Tales From The Safe Space, Part 36 – Michael Bloomberg’s University Of Michigan Commencement Address

Michael Bloomberg delivers a college commencement speech worth hearing

While it is true that a generation of university students – the product of our therapeutic culture and “you can’t say that” attitude to political debate – is now being indoctrinated into the Cult of Social Justice and Identity Politics with alarmingly little resistance from the educational establishment, there is at least one graduating class which has been sent out into the world with a rather more inspiring (and small-L liberal) message ringing in their ears.

Former New York City mayor Michael Bloomberg was invited to address the University of Michigan’s graduating class of 2016, and from the first word of his speech he tore into the culture of safe spaces, trigger warnings and all of the other illiberal symptoms of this new orthodoxy.

From Bloomberg’s speech:

The most useful knowledge that you leave here with today has nothing to do with your major. It’s about how to study, cooperate, listen carefully, think critically and resolve conflicts through reason. Those are the most important skills in the working world, and it’s why colleges have always exposed students to challenging and uncomfortable ideas.

The fact that some university boards and administrations now bow to pressure and shield students from these ideas through “safe spaces,” “code words” and “trigger warnings” is, in my view, a terrible mistake.

The whole purpose of college is to learn how to deal with difficult situations — not run away from them. A microaggression is exactly that: micro. And one of the most dangerous places on a college campus is a safe space, because it creates the false impression that we can insulate ourselves from those who hold different views.

We can’t do this, and we shouldn’t try — not in politics or in the workplace. In the global economy, and in a democratic society, an open mind is the most valuable asset you can possess.

Think about the global economy. For the first time in human history, the majority of people in the developed world are being asked to make a living with their minds, rather than their muscles. For 3,000 years, humankind had an economy based on farming: Till the soil, plant the seed, harvest the crop. It was hard to do, but fairly easy to learn. Then, for 300 years, we had an economy based on industry: Mold the parts, turn the crank, assemble the product. This was hard to do, but also fairly easy to learn.
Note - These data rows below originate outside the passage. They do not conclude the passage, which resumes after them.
//! Feed-forward RMS compressor with exponential-moving-average envelope
//! detection (spec §4.G).

use dynamis_core::{Decibels, Sample};

use crate::node::{apply_gain, DspNode};

/// EMA coefficient for the RMS envelope.
const RMS_EMA_COEFF: f64 = 0.001;

#[derive(Debug, Clone)]
pub struct Compressor {
    name: String,
    threshold_db: f64,
    ratio: f64,
    attack_coeff: f64,
    release_coeff: f64,
    makeup_gain: Decibels,
    rms_sq: f64,
    envelope_db: f64,
    sample_rate: f64,
    last_gain_reduction_db: f64,
    post_gain: f32,
    bypass: bool,
    prepared: bool,
}

impl Compressor {
    pub fn new(name: impl Into<String>, sample_rate: f64) -> Self {
        let mut c = Self {
            name: name.into(),
            threshold_db: -18.0,
            ratio: 2.0,
            attack_coeff: 0.0,
            release_coeff: 0.0,
            makeup_gain: Decibels::UNITY,
            rms_sq: 0.0,
            envelope_db: -120.0,
            sample_rate,
            last_gain_reduction_db: 0.0,
            post_gain: 1.0,
            bypass: false,
            prepared: false,
        };
        c.set_attack_release_ms(10.0, 100.0);
        c
    }

    pub fn set_threshold_db(&mut self, db: f64) {
        self.threshold_db = db;
    }

    /// Ratio must be `>= 1` (1 is a transparent pass-through).
    pub fn set_ratio(&mut self, ratio: f64) {
        self.ratio = ratio.max(1.0);
    }

    pub fn set_attack_release_ms(&mut self, attack_ms: f64, release_ms: f64) {
        self.attack_coeff = Self::time_coeff(attack_ms, self.sample_rate);
        self.release_coeff = Self::time_coeff(release_ms, self.sample_rate);
    }

    pub fn set_makeup_gain_db(&mut self, db: f64) {
        self.makeup_gain = Decibels(db);
    }

    /// `1 - exp(-1/tau_samples)` (spec §4.G).
    fn time_coeff(time_ms: f64, sample_rate: f64) -> f64 {
        let tau_samples = (time_ms * 0.001 * sample_rate).max(1e-6);
        1.0 - (-1.0 / tau_samples).exp()
    }

    /// Gain reduction applied to the most recently processed sample, in dB
    /// (telemetry, spec §4.G).
    pub fn gain_reduction_db(&self) -> f64 {
        self.last_gain_reduction_db
    }
}

impl DspNode for Compressor {
    fn prepare(&mut self, _max_frames: usize, _channels: usize) {
        self.prepared = true;
    }

    fn reset(&mut self) {
        self.rms_sq = 0.0;
        self.envelope_db = -120.0;
        self.last_gain_reduction_db = 0.0;
    }

    fn process(&mut self, input: &[Sample], output: &mut [Sample], frames: usize, channels: usize) {
        debug_assert!(self.prepared, "Compressor::process called before prepare");
        let makeup_linear = self.makeup_gain.to_linear() as f32;
        for frame in 0..frames {
            let mut frame_sq = 0.0f64;
            for ch in 0..channels {
                let s = input[frame * channels + ch] as f64;
                frame_sq += s * s;
            }
            frame_sq /= channels.max(1) as f64;
            self.rms_sq += (frame_sq - self.rms_sq) * RMS_EMA_COEFF;
            let rms = self.rms_sq.sqrt().max(1e-12);
            let level_db = 20.0 * rms.log10();

            let target_db = if level_db > self.threshold_db {
                self.threshold_db + (level_db - self.threshold_db) / self.ratio
            } else {
                level_db
            };
            let coeff = if target_db < self.envelope_db {
                self.attack_coeff
            } else {
                self.release_coeff
            };
            self.envelope_db += (target_db - self.envelope_db) * coeff;

            let gain_reduction_db = level_db - self.envelope_db;
            self.last_gain_reduction_db = gain_reduction_db.max(0.0);
            let gain_linear = Decibels(-self.last_gain_reduction_db).to_linear() as f32;

            for ch in 0..channels {
                let idx = frame * channels + ch;
                output[idx] = input[idx] * gain_linear * makeup_linear;
            }
        }
        apply_gain(output, frames, channels, self.post_gain);
    }

    fn name(&self) -> &str {
        &self.name
    }

    fn gain(&self) -> f32 {
        self.post_gain
    }

    fn set_gain(&mut self, gain: f32) {
        self.post_gain = gain;
    }

    fn bypass(&self) -> bool {
        self.bypass
    }

    fn set_bypass(&mut self, bypass: bool) {
        self.bypass = bypass;
    }
}

#[cfg(test)]
mod tests {
    use super::*;

    #[test]
    fn unity_ratio_is_transparent() {
        let mut comp = Compressor::new("comp", 48_000.0);
        comp.prepare(64, 1);
        comp.set_ratio(1.0);
        let input = [0.5f32; 64];
        let mut output = [0.0f32; 64];
        comp.process(&input, &mut output, 64, 1);
        assert!((output[63] - 0.5).abs() < 0.05);
    }

    #[test]
    fn loud_signal_above_threshold_is_reduced() {
        let mut comp = Compressor::new("comp", 48_000.0);
        comp.prepare(512, 1);
        comp.set_threshold_db(-24.0);
        comp.set_ratio(4.0);
        let input = [0.9f32; 512];
        let mut output = [0.0f32; 512];
        for _ in 0..20 {
            comp.process(&input, &mut output, 512, 1);
        }
        assert!(comp.gain_reduction_db() > 0.0);
        assert!(output[511].abs() < input[511].abs());
    }

    #[test]
    fn output_always_finite() {
        let mut comp = Compressor::new("comp", 48_000.0);
        comp.prepare(256, 2);
        comp.set_threshold_db(-30.0);
        comp.set_ratio(10.0);
        comp.set_makeup_gain_db(12.0);
        let input: Vec<f32> = (0..512).map(|i| ((i as f32) * 0.05).sin()).collect();
        let mut output = vec![0.0f32; 512];
        for _ in 0..10 {
            comp.process(&input, &mut output, 256, 2);
        }
        assert!(output.iter().all(|s| s.is_finite()));
    }
}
Now, we have an economy based on information: Acquire the knowledge, apply the analytics and use your creativity. This is hard to do and hard to learn, and even once you’ve mastered it, you have to start learning all over again, pretty much every day.

Keeping an open mind to new ideas is essential to your professional success — just as it’s crucial to our collective future as a democratic society.

Note the loud booing quickly drowned out by cheering when Bloomberg talks about the inherent intellectual and academic danger of a “safe space” – while his remarks were warmly received, there is clearly a very vocal group of students who did not want to hear this message, and who will step forth from the University of Michigan with very warped views about how political debate (and even ordinary interpersonal relationships) should be conducted.

Bloomberg then turns his attention to the presidential race and the state of American democracy in general:

Democracy in action can actually produce a lot of inaction, which we see every day in Washington and other levels of government, too. When governments fail to address the needs of the people, voters in both parties get angry and some politicians exploit that anger by offering scapegoats instead of solutions.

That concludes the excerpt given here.